(The task):
The records that follow are to be transcribed word for word.

(Extracted material):

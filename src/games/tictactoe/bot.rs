//! Rule-based opponent.
//!
//! The bot is a greedy single-ply heuristic, not a search. It takes an
//! immediate win, otherwise blocks an immediate loss, otherwise prefers
//! the center, then corners, then whatever is left. It can be beaten.

use super::position::Position;
use super::rules::evaluate_outcome;
use super::types::{Board, Player};
use tracing::{debug, instrument};

/// Why the bot picked a square.
#[derive(Debug, Clone, Copy, PartialEq, Eq, strum::Display)]
pub enum Reason {
    /// Completes a line for the acting player.
    Win,
    /// Stops the opponent completing a line.
    Block,
    /// Takes the center square.
    Center,
    /// Takes the first free corner.
    Corner,
    /// Takes the first free square.
    FirstFree,
}

/// Returns the first empty square that would complete a line for `player`.
#[instrument]
pub fn winning_move(board: &Board, player: Player) -> Option<Position> {
    Position::valid_moves(board)
        .into_iter()
        .find(|&pos| evaluate_outcome(&board.with_mark(pos, player)) == Some(player))
}

/// Picks the next move for `acting` together with the rule that chose it.
///
/// Returns `None` only when the board has no empty squares.
#[instrument]
pub fn select_move_with_reason(
    board: &Board,
    acting: Player,
    opponent: Player,
) -> Option<(Position, Reason)> {
    let choice = winning_move(board, acting)
        .map(|pos| (pos, Reason::Win))
        .or_else(|| {
            winning_move(board, opponent).map(|pos| (pos, Reason::Block))
        })
        .or_else(|| {
            board
                .is_empty(Position::Center)
                .then_some((Position::Center, Reason::Center))
        })
        .or_else(|| {
            Position::CORNERS
                .into_iter()
                .find(|&pos| board.is_empty(pos))
                .map(|pos| (pos, Reason::Corner))
        })
        .or_else(|| {
            Position::valid_moves(board)
                .first()
                .map(|&pos| (pos, Reason::FirstFree))
        });

    match choice {
        Some((pos, reason)) => {
            debug!(player = %acting, position = %pos, %reason, "Bot chose move")
        }
        None => debug!(player = %acting, "Board full, no move"),
    }
    choice
}

/// Picks the next move for `acting` against `opponent`.
#[instrument]
pub fn select_move(board: &Board, acting: Player, opponent: Player) -> Option<Position> {
    select_move_with_reason(board, acting, opponent).map(|(pos, _)| pos)
}

#[cfg(test)]
mod tests {
    use super::*;

    #[test]
    fn test_win_takes_priority_over_block() {
        // X can win at 2, O threatens at 5.
        let board: Board = "XX_/OO_/___".parse().unwrap();
        assert_eq!(
            select_move_with_reason(&board, Player::X, Player::O),
            Some((Position::TopRight, Reason::Win))
        );
        assert_eq!(
            select_move_with_reason(&board, Player::O, Player::X),
            Some((Position::MiddleRight, Reason::Win))
        );
    }

    #[test]
    fn test_lowest_winning_index_chosen() {
        // O wins at 2 (top row) and at 6 (left column); ascending scan finds 2.
        let board: Board = "OO_/O__/___".parse().unwrap();
        assert_eq!(winning_move(&board, Player::O), Some(Position::TopRight));
    }

    #[test]
    fn test_first_free_corner() {
        let board: Board = "_X_/_O_/___".parse().unwrap();
        assert_eq!(
            select_move_with_reason(&board, Player::O, Player::X),
            Some((Position::TopLeft, Reason::Corner))
        );

        let board: Board = "XX_/_O_/___".parse().unwrap();
        // Blocking outranks the corner preference.
        assert_eq!(
            select_move_with_reason(&board, Player::O, Player::X),
            Some((Position::TopRight, Reason::Block))
        );
    }

    #[test]
    fn test_first_free_when_center_and_corners_taken() {
        // Every line through an empty edge is already dead.
        let board: Board = "XOX/_O_/OXO".parse().unwrap();
        assert_eq!(
            select_move_with_reason(&board, Player::X, Player::O),
            Some((Position::MiddleLeft, Reason::FirstFree))
        );
    }

    #[test]
    fn test_full_board_has_no_move() {
        let board: Board = "XOX/OXX/OXO".parse().unwrap();
        assert_eq!(select_move_with_reason(&board, Player::O, Player::X), None);
    }
}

(Reply):
filename src/games/tictactoe/bot.rs
//! Rule-based opponent.
//!
//! The bot is a greedy single-ply heuristic, not a search. It takes an
//! immediate win, otherwise blocks an immediate loss, otherwise prefers
//! the center, then corners, then whatever is left. It can be beaten.

use super::position::Position;
use super::rules::evaluate_outcome;
use super::types::{Board, Player};
use tracing::{debug, instrument};

/// Why the bot picked a square.
#[derive(Debug, Clone, Copy, PartialEq, Eq, strum::Display)]
pub enum Reason {
    /// Completes a line for the acting player.
    Win,
    /// Stops the opponent completing a line.
    Block,
    /// Takes the center square.
    Center,
    /// Takes the first free corner.
    Corner,
    /// Takes the first free square.
    FirstFree,
}

/// Returns the first empty square that would complete a line for `player`.
#[instrument]
pub fn winning_move(board: &Board, player: Player) -> Option<Position> {
    Position::valid_moves(board)
        .into_iter()
        .find(|&pos| evaluate_outcome(&board.with_mark(pos, player)) == Some(player))
}

/// Picks the next move for `acting` together with the rule that chose it.
///
/// Returns `None` only when the board has no empty squares.
#[instrument]
pub fn select_move_with_reason(
    board: &Board,
    acting: Player,
    opponent: Player,
) -> Option<(Position, Reason)> {
    let choice = winning_move(board, acting)
        .map(|pos| (pos, Reason::Win))
        .or_else(|| {
            winning_move(board, opponent).map(|pos| (pos, Reason::Block))
        })
        .or_else(|| {
            board
                .is_empty(Position::Center)
                .then_some((Position::Center, Reason::Center))
        })
        .or_else(|| {
            Position::CORNERS
                .into_iter()
                .find(|&pos| board.is_empty(pos))
                .map(|pos| (pos, Reason::Corner))
        })
        .or_else(|| {
            Position::valid_moves(board)
                .first()
                .map(|&pos| (pos, Reason::FirstFree))
        });

    match choice {
        Some((pos, reason)) => {
            debug!(player = %acting, position = %pos, %reason, "Bot chose move")
        }
        None => debug!(player = %acting, "Board full, no move"),
    }
    choice
}

/// Picks the next move for `acting` against `opponent`.
#[instrument]
pub fn select_move(board: &Board, acting: Player, opponent: Player) -> Option<Position> {
    select_move_with_reason(board, acting, opponent).map(|(pos, _)| pos)
}

#[cfg(test)]
mod tests {
    use super::*;

    #[test]
    fn test_win_takes_priority_over_block() {
        // X can win at 2, O threatens at 5.
        let board: Board = "XX_/OO_/___".parse().unwrap();
        assert_eq!(
            select_move_with_reason(&board, Player::X, Player::O),
            Some((Position::TopRight, Reason::Win))
        );
        assert_eq!(
            select_move_with_reason(&board, Player::O, Player::X),
            Some((Position::MiddleRight, Reason::Win))
        );
    }

    #[test]
    fn test_lowest_winning_index_chosen() {
        // O wins at 2 (top row) and at 6 (left column); ascending scan finds 2.
        let board: Board = "OO_/O__/___".parse().unwrap();
        assert_eq!(winning_move(&board, Player::O), Some(Position::TopRight));
    }

    #[test]
    fn test_first_free_corner() {
        let board: Board = "_X_/_O_/___".parse().unwrap();
        assert_eq!(
            select_move_with_reason(&board, Player::O, Player::X),
            Some((Position::TopLeft, Reason::Corner))
        );

        let board: Board = "XX_/_O_/___".parse().unwrap();
        // Blocking outranks the corner preference.
        assert_eq!(
            select_move_with_reason(&board, Player::O, Player::X),
            Some((Position::TopRight, Reason::Block))
        );
    }

    #[test]
    fn test_first_free_when_center_and_corners_taken() {
        // Every line through an empty edge is already dead.
        let board: Board = "XOX/_O_/OXO".parse().unwrap();
        assert_eq!(
            select_move_with_reason(&board, Player::X, Player::O),
            Some((Position::MiddleLeft, Reason::FirstFree))
        );
    }

    #[test]
    fn test_full_board_has_no_move() {
        let board: Board = "XOX/OXX/OXO".parse().unwrap();
        assert_eq!(select_move_with_reason(&board, Player::O, Player::X), None);
    }
}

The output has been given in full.